Growing up my best friend’s dad was alcoholic. He got off work at 3 and walked in the back door at 3:10, picked up a big bottle of bourbon and a glass, set his lunch pail on the counter, and sat down at on the sofa in the living room. He said not a word and everyone knew not to talk to him. Once he started drinking he was a wild card. Some times he would talk to us four girls in the house and his wife plus his mother lived with them. But sometimes he just drank and stared at the TV, even talking to it sometimes. Dinner was at 6:30 after the news. Not 6:31. I was there one night for dinner and the mom was still putting the food on the table at 6:30 and he started throwing the bowls of food on the wall. So he was not rational sober or drunk during the years he was drinking. After I was grown he almost died from something, I don’t remember exactly what it was, but he didn’t start drinking again when he got home. I had married and left the neighborhood at that time but I was told that his hands were shaky but he was a really sweet old man. He did die a few years before his wife and until the day she died she never regretted staying with him. She said eventually she got her husband back. I just mention because we don’t hear of that too much anymore. Commitment through good and bad, sickness and health, is harder than it sounds.

Alas, I strayed. Sorry. ;)

Dutchess_lll's avatar

@Sagacious…that was a sad story. Thanks for sharing.

Sagacious's avatar

@Dutchess_lll Sad to us, but to his family the end was happy. I was sorry I never visited much after I moved out of the area.

zenvelo's avatar

No more or less than most people. Most people act irrationally at times.

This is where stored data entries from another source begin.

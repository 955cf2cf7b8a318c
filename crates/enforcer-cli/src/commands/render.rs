//! Human-readable and JSON rendering of reports

use colored::Colorize;
use enforcer_core::{
    Mode, Outcome, ReconciliationReport, StageKind, StageResult, StageStatus, TargetDescriptor,
};

use crate::error::Result;

pub fn render_header(action: &str, target: &TargetDescriptor) -> String {
    format!(
        "{} {} {} (service {})",
        "=>".blue().bold(),
        action,
        target.gui_executable.cyan(),
        target.service_name.cyan()
    )
}

/// Status labels are padded before coloring so columns line up with escapes
fn pad(label: &str) -> String {
    format!("{label:<10}")
}

fn render_stage(result: &StageResult) -> String {
    let label = match &result.status {
        StageStatus::Healthy if result.remediated => pad("FIXED").yellow().bold(),
        StageStatus::Healthy => pad("OK").green().bold(),
        StageStatus::Unhealthy => pad("UNHEALTHY").red().bold(),
        StageStatus::RelaunchRequired => pad("ELEVATE").yellow().bold(),
        StageStatus::Failed(_) => pad("FAILED").red().bold(),
    };
    let mut line = format!("   {} {}", label, result.stage);
    if result.remediated {
        line.push_str(&format!(" ({} attempts)", result.attempts).dimmed().to_string());
    }
    if let Some(failure) = result.failure() {
        line.push_str(&format!("\n   {} {}", pad(""), failure));
    }
    line
}

/// Render a report as the lines printed to the console
pub fn render_report(report: &ReconciliationReport) -> String {
    let mut lines: Vec<String> = report.results.iter().map(render_stage).collect();

    for stage in report.not_reached() {
        lines.push(format!("   {} {}", pad("-").dimmed(), stage.to_string().dimmed()));
    }
    for stage in &report.skipped {
        lines.push(format!("   {} {}", pad("SKIPPED").dimmed(), stage.to_string().dimmed()));
    }

    lines.push(String::new());
    lines.push(render_summary(report));
    lines.join("\n")
}

fn render_summary(report: &ReconciliationReport) -> String {
    match (report.outcome, report.mode) {
        (Outcome::Healthy, Mode::Reconcile) => {
            let fixed = report.remediations();
            if fixed == 0 {
                format!("{} All stages healthy.", "OK".green().bold())
            } else {
                format!("{} All stages healthy ({} repaired).", "OK".green().bold(), fixed)
            }
        }
        (Outcome::Healthy, Mode::Check) => {
            format!("{} All stages healthy. Nothing to repair.", "OK".green().bold())
        }
        (Outcome::ElevationRequired, _) => format!(
            "{} Administrator rights are required.",
            "ELEVATE".yellow().bold()
        ),
        (Outcome::Unhealthy { stage }, _) => format!(
            "{} {} is not healthy. Run {} to repair.",
            "UNHEALTHY".red().bold(),
            stage,
            "enforcer run".cyan()
        ),
        (Outcome::Failed { stage }, _) => failed_summary(stage),
    }
}

fn failed_summary(stage: StageKind) -> String {
    format!("{} Stopped at the {} stage.", "FAILED".red().bold(), stage)
}

/// Print `report` to stdout, as JSON when requested
pub fn print_report(report: &ReconciliationReport, json: bool) -> Result<()> {
    if json {
        println!("{}", serde_json::to_string_pretty(report)?);
    } else {
        println!("{}", render_report(report));
    }
    Ok(())
}

#[cfg(test)]
mod tests {
    use super::*;
    use enforcer_core::{Collaborators, PollPolicy, ReconciliationEngine};
    use enforcer_sys::{CommandOutput, StartType};
    use enforcer_test_utils::{
        FakeCommandRunner, FakeElevation, FakeFs, FakeProcessTable, FakeServiceManager,
    };
    use std::time::Duration;

    fn report_for(
        fs: &FakeFs,
        services: &FakeServiceManager,
        check: bool,
    ) -> ReconciliationReport {
        let target = TargetDescriptor::default();
        let elevation = FakeElevation::elevated();
        let processes = FakeProcessTable::new().with_running(&target.gui_executable);
        let commands = FakeCommandRunner::new()
            .respond("warp-cli status", CommandOutput::ok("Status update: Connected"));
        let engine = ReconciliationEngine::new(
            target,
            Collaborators {
                elevation: &elevation,
                fs,
                processes: &processes,
                services,
                commands: &commands,
            },
        )
        .with_policy(PollPolicy::new(Duration::ZERO, 3));
        if check { engine.check() } else { engine.run() }
    }

    fn installed() -> FakeFs {
        let target = TargetDescriptor::default();
        FakeFs::installed(
            &target.install_dir,
            &[&target.gui_executable, &target.service_executable],
        )
    }

    #[test]
    fn test_render_healthy_run() {
        colored::control::set_override(false);
        let services = FakeServiceManager::new("CloudflareWARP");

        let text = render_report(&report_for(&installed(), &services, false));

        assert!(text.contains("OK         privilege"));
        assert!(text.contains("OK         connectivity"));
        assert!(text.ends_with("All stages healthy."));
    }

    #[test]
    fn test_render_repaired_stage() {
        colored::control::set_override(false);
        let services =
            FakeServiceManager::new("CloudflareWARP").with_start_type(StartType::Manual);

        let text = render_report(&report_for(&installed(), &services, false));

        assert!(text.contains("FIXED      service auto-start (2 attempts)"));
        assert!(text.contains("(1 repaired)"));
    }

    #[test]
    fn test_render_missing_install() {
        colored::control::set_override(false);
        let services = FakeServiceManager::new("CloudflareWARP");

        let text = render_report(&report_for(&FakeFs::new(), &services, false));

        assert!(text.contains("FAILED     installation"));
        assert!(text.contains("winget install Cloudflare.Warp"));
        assert!(text.contains("-          connectivity"));
        assert!(text.contains("Stopped at the installation stage."));
    }

    #[test]
    fn test_render_check_unhealthy() {
        colored::control::set_override(false);
        let services =
            FakeServiceManager::new("CloudflareWARP").with_start_type(StartType::Manual);

        let text = render_report(&report_for(&installed(), &services, true));

        assert!(text.contains("UNHEALTHY  service auto-start"));
        assert!(text.contains("Run enforcer run to repair."));
    }
}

An alcoholic who does not drink, but is not actively working on a positive recovery is often said to be on a “dry drunk”; full of anger and resentment with no positive way to process the emotions. That behavior may appear as irrational to others.

Sagacious's avatar

I was very close to someone who drank for I think about ten years and then he quit smoking cigarettes and drinking. I didn’t know him before he stopped. I didn’t find him irrational, but that’s really my only experience of being close to an ex-drinker. I don’t like to hear people call someone a drunk. I know you didn’t do that. I’m just mentioning it. @zenvelo

Dutchess_lll's avatar

Thanks @zenvelo. That’s what I think I deal with with my little sister, what I sometimes dealt with my mom…but she’s dead. But.. she was still irrational after she quit drinking and left us.
And my sister is certain that she’s on some esoterical plane that none of us mere mortals can comprehend.

Dutchess_lll's avatar

And…my sister (and my Mom) used to gear up like jet engines getting ready to blast us. Hard. And then we got 5 minutes of screaming hell. Invariably we failed in the conversation.
Of course we walked on egg shells when we were having a normal, neutral conversation to try and not upset them.

Tropical_Willie's avatar

I worked in a Psych hospital while in college, we had a patient with something like this Wernicke-Korsakoff disorder.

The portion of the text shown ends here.